The University of Scranton’s Loyola Science Center Meets Gold Standard for Sustainability
BY ISN STAFF | January 5, 2015
SCRANTON, PA – From the standpoint of Leadership in Energy and Environmental Design, or LEED, all that glitters is not gold. The gold standard is reserved for significantly “green” projects that meet or exceed requirements for the second-highest certification level on the U.S. Green Building Council’s four-level scale.
The University of Scranton’s 200,000-square-foot Loyola Science Center earned LEED gold status.
LEED certification is globally recognized as the premier mark of achievement in green building, a concept to which the University has long been committed, said Mark Murphy, the University’s director of sustainability. The University’s 118,000-square-foot Patrick and Margaret DeNaples Center achieved silver-level LEED recognition in 2009, becoming the city of Scranton’s first-ever LEED certified building.
Materials used, water efficiency, innovative energy strategies and indoor environmental quality were among the key factors considered for the Loyola Science Center’s gold certification. The building also received special recognition for having a green-housekeeping standard, Murphy said, noting that more than 95 percent of cleaning supplies used in the building now have a green seal of approval.

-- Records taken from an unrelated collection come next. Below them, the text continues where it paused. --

//! People linked and coloured by a selectable attribute.

use leptos::prelude::*;
use log::{debug, info};
use rand::SeedableRng;
use rand::rngs::SmallRng;
use web_sys::Event;

use super::force_graph::{
	ForceGraphCanvas, ForceGraphHandle, ForceSettings, GraphData, GraphLink, GraphNode,
};
use super::pie_chart::PieChart;
use crate::config::AttributeSettings;
use crate::graph::aggregate::attribute_breakdown;
use crate::graph::attributes::{Attribute, AttributeGraph};

const FIT_PADDING: f64 = 100.0;

impl From<&AttributeGraph> for GraphData {
	fn from(graph: &AttributeGraph) -> Self {
		let attribute = graph.attribute;
		GraphData {
			nodes: graph
				.nodes
				.iter()
				.map(|n| GraphNode {
					id: n.id.clone(),
					color: attribute.color_of(n.category.get(attribute)).into(),
					val: 1.0,
				})
				.collect(),
			links: graph
				.links
				.iter()
				.map(|l| GraphLink {
					source: l.source.clone(),
					target: l.target.clone(),
				})
				.collect(),
		}
	}
}

fn browser_rng() -> SmallRng {
	SmallRng::seed_from_u64((js_sys::Math::random() * u64::MAX as f64) as u64)
}

#[component]
pub fn GraphVisualization(settings: AttributeSettings) -> impl IntoView {
	let graph = RwSignal::new(AttributeGraph::generate(
		settings.nodes,
		settings.cluster_by,
		&mut browser_rng(),
	));
	let hovered = RwSignal::new(None::<String>);
	let handle = ForceGraphHandle::new(ForceSettings {
		damping: 0.6,
		cooldown_ticks: 100,
		..Default::default()
	});
	info!("Generated {} nodes", settings.nodes);

	let cluster_by = Memo::new(move |_| graph.with(|g| g.attribute));
	let stats = Memo::new(move |_| graph.with(|g| attribute_breakdown(&g.nodes, g.attribute)));
	let data = Signal::derive(move || graph.with(|g| GraphData::from(g)));

	let on_select = move |ev: Event| {
		let Ok(attribute) = event_target_value(&ev).parse::<Attribute>() else {
			return;
		};
		debug!("Clustering by {attribute}");
		graph.update(|g| g.relink(attribute));
	};

	let on_hover = move |id: Option<String>| hovered.set(id);
	let on_engine_stop = move |_: ()| handle.zoom_to_fit(FIT_PADDING);

	let tooltip = move || {
		let id = hovered.get()?;
		graph.with(|g| {
			let node = g.node(&id)?;
			Some(view! {
				<div class="tooltip">
					"Node: " {node.name.clone()} <br />
					{g.attribute.key()} ": " {node.category.get(g.attribute)}
				</div>
			})
		})
	};

	view! {
		<div class="card graph-visualization">
			<div class="toolbar">
				<select class="select" on:change=on_select>
					{Attribute::ALL
						.into_iter()
						.map(|attribute| {
							view! {
								<option
									value=attribute.key()
									selected=move || cluster_by.get() == attribute
								>
									{attribute.title()}
								</option>
							}
						})
						.collect_view()}
				</select>
				<div class="pie-small">
					<PieChart data=stats outer_radius=40.0 inner_radius=20.0 />
				</div>
			</div>
			<div class="graph-frame">
				<ForceGraphCanvas
					data=data
					handle=handle
					width=Some(800.0)
					height=Some(600.0)
					background="#ffffff"
					link_width=0.5
					node_rel_size=7.5
					on_node_hover=on_hover
					on_engine_stop=on_engine_stop
				/>
				{tooltip}
			</div>
		</div>
	}
}

#[cfg(test)]
mod tests {
	use super::*;

	#[test]
	fn nodes_are_recoloured_on_relink() {
		let mut graph = AttributeGraph::generate(30, Attribute::Department, &mut SmallRng::seed_from_u64(5));
		let by_department = GraphData::from(&graph);
		for (node, person) in by_department.nodes.iter().zip(&graph.nodes) {
			assert_eq!(node.id, person.id);
			assert_eq!(node.color, Attribute::Department.color_of(person.category.department));
			assert_eq!(node.val, 1.0);
		}

		graph.relink(Attribute::Location);
		let by_location = GraphData::from(&graph);
		assert_eq!(by_location.links.len(), graph.links.len());
		for (node, person) in by_location.nodes.iter().zip(&graph.nodes) {
			assert_eq!(node.color, Attribute::Location.color_of(person.category.location));
		}
	}
}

Among the science center’s many “green features” are energy-efficient lighting and controls, water conserving plumbing fixtures, high efficiency boilers and chillers, rain garden features, green house, observation deck and a computerized building control system that operates the ventilation, heating, and air conditioning systems.

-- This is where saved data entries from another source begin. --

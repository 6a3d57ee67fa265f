//! Configuration management for aleph-marc

use config::{Config, ConfigError, Environment, File};
use serde::Deserialize;
use std::env;
use std::path::PathBuf;

/// Remote Z39.50 catalog reached through yaz-client
#[derive(Debug, Deserialize, Clone)]
#[serde(default)]
pub struct CatalogConfig {
    pub host: String,
    pub port: u16,
    pub database: String,
    /// Preferred record syntax passed to `format`
    pub syntax: String,
    /// Path or name of the yaz-client executable
    pub yaz_client: String,
    pub timeout_secs: u64,
}

#[derive(Debug, Deserialize, Clone)]
#[serde(default)]
pub struct CacheConfig {
    pub dir: PathBuf,
}

#[derive(Debug, Deserialize, Clone)]
#[serde(default)]
pub struct LoggingConfig {
    pub level: String,
    pub format: String,
}

#[derive(Debug, Deserialize, Clone, Default)]
pub struct AppConfig {
    #[serde(default)]
    pub catalog: CatalogConfig,
    #[serde(default)]
    pub cache: CacheConfig,
    #[serde(default)]
    pub logging: LoggingConfig,
}

impl AppConfig {
    /// Load configuration from files and environment variables
    pub fn load() -> Result<Self, ConfigError> {
        let run_mode = env::var("RUN_MODE").unwrap_or_else(|_| "development".into());

        let config = Config::builder()
            .add_source(File::with_name("config/default").required(false))
            .add_source(File::with_name(&format!("config/{}", run_mode)).required(false))
            // ALEPH_MARC_CATALOG__HOST, ALEPH_MARC_CACHE__DIR, ...
            .add_source(
                Environment::with_prefix("ALEPH_MARC")
                    .prefix_separator("_")
                    .separator("__")
                    .try_parsing(true),
            )
            .set_override_option("cache.dir", env::var("MARC_CACHE_DIR").ok())?
            .build()?;

        config.try_deserialize()
    }

    /// `tcp:host:port/database` address understood by yaz-client
    pub fn zurl(&self) -> String {
        format!(
            "tcp:{}:{}/{}",
            self.catalog.host, self.catalog.port, self.catalog.database
        )
    }
}

impl Default for CatalogConfig {
    fn default() -> Self {
        Self {
            host: "aleph.unibas.ch".to_string(),
            port: 9909,
            database: "dsv05".to_string(),
            syntax: "usmarc".to_string(),
            yaz_client: "yaz-client".to_string(),
            timeout_secs: 30,
        }
    }
}

impl Default for CacheConfig {
    fn default() -> Self {
        Self {
            dir: PathBuf::from("marc_cache"),
        }
    }
}

impl Default for LoggingConfig {
    fn default() -> Self {
        Self {
            level: "info".to_string(),
            format: "pretty".to_string(),
        }
    }
}

#[cfg(test)]
mod tests {
    use super::*;

    #[test]
    fn test_defaults_point_at_basel_aleph() {
        let config = AppConfig::default();
        assert_eq!(config.zurl(), "tcp:aleph.unibas.ch:9909/dsv05");
        assert_eq!(config.catalog.syntax, "usmarc");
        assert_eq!(config.cache.dir, PathBuf::from("marc_cache"));
    }

    #[test]
    fn test_partial_section_keeps_defaults() {
        let config: AppConfig = Config::builder()
            .set_override("catalog.port", 210)
            .and_then(|b| b.build())
            .and_then(|c| c.try_deserialize())
            .unwrap();
        assert_eq!(config.catalog.port, 210);
        assert_eq!(config.catalog.host, "aleph.unibas.ch");
        assert_eq!(config.logging.level, "info");
    }
}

Materials for the center were supplied from within a 500-mile radius, including a blend of locally quarried West Mountain stone.
Energy saving was a high priority and all laboratories and spaces have been designed to maximize energy efficiency. The building’s massive heating, ventilation and air-conditioning system employs a heat-exchange wheel to recirculate already conditioned heated or cooled air.
The center also was recognized for having a LEED accredited professional on the project-development team and for niceties such as bicycle storage.
The Loyola Science Center’s design builds on the concepts of Project Kaleidoscope, the leading advocate for enhancing the quality and effectiveness of science teaching and learning. The building, designed by Einhorn Yaffee Prescott Architecture & Engineering (EYP), is most visually recognizable for its extensive use of glass that admits natural light into laboratories and teaching spaces. The design makes extensive use of high-efficiency glazing to reduce energy consumption, enhance visibility and views and puts science on grand display. Equations are regularly visible on the glass classroom walls, not only for students and faculty but for passers-by as well.
George Gomez, Ph.D., associate professor of biology and neuroscience and project shepherd, referred to the new facility as “a drastic change in environment … It is a structure that redefines the concept of a learning space.”
The center’s layout provides a physical space that encourages integration among the traditional STEM, or science, technology, engineering and mathematics programs, as well as the humanities.
The facility was intended to dazzle with a dynamic and modern appearance, but sustainability also is “an issue of justice,” said Murphy, of making resources available not only to current users but to future generations. What it comes down to is education and “caring for creation.” “These LEED buildings are our example to the local community and to our students,” Murphy said.
The $85 million center, dedicated in the fall of 2012 and the culmination of more than 15 years of planning and preparation, is the largest capital project in University history.